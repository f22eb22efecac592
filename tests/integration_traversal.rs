//! 遍历集成测试
//!
//! 测试范围：
//! - 无向四元环上的广度优先搜索
//! - 有向图上的广度 / 深度优先搜索与边分类
//! - 多连通分量、最大深度、拓扑排序

mod common;

use common::data_fixtures::{undirected_square, DirectedGraph};
use common::{Event, EventLog};
use graphalgo::config::AlgorithmConfig;
use graphalgo::core::{Algorithm, AlgorithmError, ComputationState, RootedAlgorithm};
use graphalgo::graph::{AdjacencyGraph, Edge, Graph, GraphEdge};
use graphalgo::services::algorithm::{
    BreadthFirstSearch, DepthFirstSearch, GraphColor, TopologicalSort,
    UndirectedBreadthFirstSearch,
};

fn diamond() -> DirectedGraph {
    AdjacencyGraph::from_edges(vec![
        Edge::new(1, 2),
        Edge::new(1, 3),
        Edge::new(2, 4),
        Edge::new(3, 4),
    ])
}

// ==================== 无向广度优先 ====================

#[test]
fn test_undirected_square_bfs() {
    let graph = undirected_square();
    let mut bfs = UndirectedBreadthFirstSearch::new(&graph);
    let mut log = EventLog::default();
    let state = bfs.compute_from(1, &mut log).expect("bfs should succeed");

    assert_eq!(state, ComputationState::Finished);
    assert_eq!(log.discovered(), vec![1, 2, 4, 3]);
    assert_eq!(log.count(|e| matches!(e, Event::Tree(..))), 3);
    assert_eq!(log.count(|e| matches!(e, Event::NonTree(..))), 1);
    // 每条边恰好被检查一次
    assert_eq!(log.examined_edges, graph.edge_count());
    for v in 1..=4 {
        assert_eq!(bfs.vertex_color(&v), Some(GraphColor::Black));
    }
}

#[test]
fn test_undirected_bfs_each_vertex_discovered_and_finished_once() {
    let graph = undirected_square();
    let mut bfs = UndirectedBreadthFirstSearch::new(&graph);
    let mut log = EventLog::default();
    bfs.compute_from(3, &mut log).expect("bfs should succeed");

    let mut discovered = log.discovered();
    let mut finished = log.finished_vertices();
    discovered.sort();
    finished.sort();
    assert_eq!(discovered, vec![1, 2, 3, 4]);
    assert_eq!(finished, vec![1, 2, 3, 4]);
}

// ==================== 有向广度优先 ====================

#[test]
fn test_directed_bfs_order() {
    let graph = diamond();
    let mut bfs = BreadthFirstSearch::new(&graph);
    let mut log = EventLog::default();
    bfs.compute_from(1, &mut log).expect("bfs should succeed");

    assert_eq!(log.discovered(), vec![1, 2, 3, 4]);
    assert_eq!(
        log.count(|e| matches!(e, Event::Tree(..))),
        3,
        "四个顶点的生成树有三条边"
    );
    assert_eq!(log.events.iter().filter(|e| **e == Event::NonTree(3, 4)).count(), 1);
}

#[test]
fn test_bfs_unknown_root() {
    let graph = diamond();
    let mut bfs = BreadthFirstSearch::new(&graph);
    let err = bfs.compute_from(42, &mut ()).expect_err("root must exist");
    assert_eq!(err, AlgorithmError::VertexNotFound("42".to_string()));
    assert_eq!(bfs.try_get_root(), None);
}

#[test]
fn test_bfs_all_components_from_config() {
    let mut graph = diamond();
    graph.add_vertices(vec![10, 11]);
    graph.add_edge(Edge::new(10, 11));

    let config = AlgorithmConfig {
        process_all_components: true,
        ..AlgorithmConfig::default()
    };
    let mut bfs = BreadthFirstSearch::new(&graph).with_config(&config);
    assert!(bfs.process_all_components());
    let mut log = EventLog::default();
    bfs.compute_with(&mut log).expect("bfs should succeed");

    assert_eq!(log.discovered(), vec![1, 2, 3, 4, 10, 11]);
    assert!(bfs.colors().values().all(|c| *c == GraphColor::Black));
}

#[test]
fn test_bfs_root_component_only() {
    let mut graph = diamond();
    graph.add_vertex(10);
    let mut bfs = BreadthFirstSearch::new(&graph);
    bfs.compute_from(2, &mut ()).expect("bfs should succeed");

    assert_eq!(bfs.vertex_color(&4), Some(GraphColor::Black));
    assert_eq!(bfs.vertex_color(&1), Some(GraphColor::White));
    assert_eq!(bfs.vertex_color(&10), Some(GraphColor::White));
}

#[test]
fn test_bfs_edge_filter() {
    let graph = diamond();
    let mut bfs = BreadthFirstSearch::new(&graph)
        .with_edge_filter(|edges| edges.into_iter().filter(|e| *e.target() != 3).collect());
    bfs.compute_from(1, &mut ()).expect("bfs should succeed");

    assert_eq!(bfs.vertex_color(&3), Some(GraphColor::White));
    assert_eq!(bfs.vertex_color(&4), Some(GraphColor::Black));
}

// ==================== 深度优先 ====================

#[test]
fn test_dfs_edge_classification() {
    let graph: DirectedGraph = AdjacencyGraph::from_edges(vec![
        Edge::new(1, 2),
        Edge::new(2, 3),
        Edge::new(3, 1),
        Edge::new(1, 3),
    ]);
    let mut dfs = DepthFirstSearch::new(&graph);
    let mut log = EventLog::default();
    dfs.compute_from(1, &mut log).expect("dfs should succeed");

    assert_eq!(log.discovered(), vec![1, 2, 3]);
    assert_eq!(log.finished_vertices(), vec![3, 2, 1]);
    assert!(log.events.contains(&Event::Back(3, 1)));
    assert!(log.events.contains(&Event::ForwardOrCross(1, 3)));
    assert_eq!(log.examined_edges, 4);
}

#[test]
fn test_dfs_max_depth() {
    let graph: DirectedGraph =
        AdjacencyGraph::from_edges((0..5).map(|i| Edge::new(i, i + 1)).collect::<Vec<_>>());
    let mut dfs = DepthFirstSearch::new(&graph);
    dfs.set_max_depth(Some(2));
    let mut log = EventLog::default();
    dfs.compute_from(0, &mut log).expect("dfs should succeed");

    // 3 在深度 3 被发现后立即完成
    assert_eq!(log.discovered(), vec![0, 1, 2, 3]);
    assert_eq!(dfs.vertex_color(&3), Some(GraphColor::Black));
    assert_eq!(dfs.vertex_color(&4), Some(GraphColor::White));
}

#[test]
fn test_dfs_reruns_are_identical() {
    let graph = diamond();
    let mut dfs = DepthFirstSearch::new(&graph);

    let mut first = EventLog::default();
    dfs.compute_from(1, &mut first).expect("dfs should succeed");
    let mut second = EventLog::default();
    dfs.compute_with(&mut second).expect("dfs should succeed");

    assert_eq!(first.events, second.events);
}

// ==================== 拓扑排序 ====================

#[test]
fn test_topological_sort() {
    let graph = diamond();
    let mut sort = TopologicalSort::new(&graph);
    sort.compute().expect("topological sort should succeed");

    let order = sort.sorted_vertices().expect("computed").to_vec();
    let position = |v: i32| order.iter().position(|x| *x == v).expect("vertex in order");
    for edge in graph.edges() {
        assert!(position(*edge.source()) < position(*edge.target()));
    }
}

#[test]
fn test_topological_sort_rejects_cycle() {
    let graph: DirectedGraph = AdjacencyGraph::from_edges(vec![Edge::new(1, 2), Edge::new(2, 1)]);
    let mut sort = TopologicalSort::new(&graph);
    assert_eq!(sort.compute(), Err(AlgorithmError::NonAcyclicGraph));
    assert_eq!(sort.sorted_vertices(), Err(AlgorithmError::NotComputed));
}
// 工具模块 - 仅用于导出各个子模块，不包含具体实现

// 日志模块
pub mod logging;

────────

> [Task to complete] Pull out each line of the listing that holds the string "ComputationState".

> [Worked solution]
use graphalgo::core::{Algorithm, AlgorithmError, ComputationState, RootedAlgorithm};
    assert_eq!(state, ComputationState::Finished);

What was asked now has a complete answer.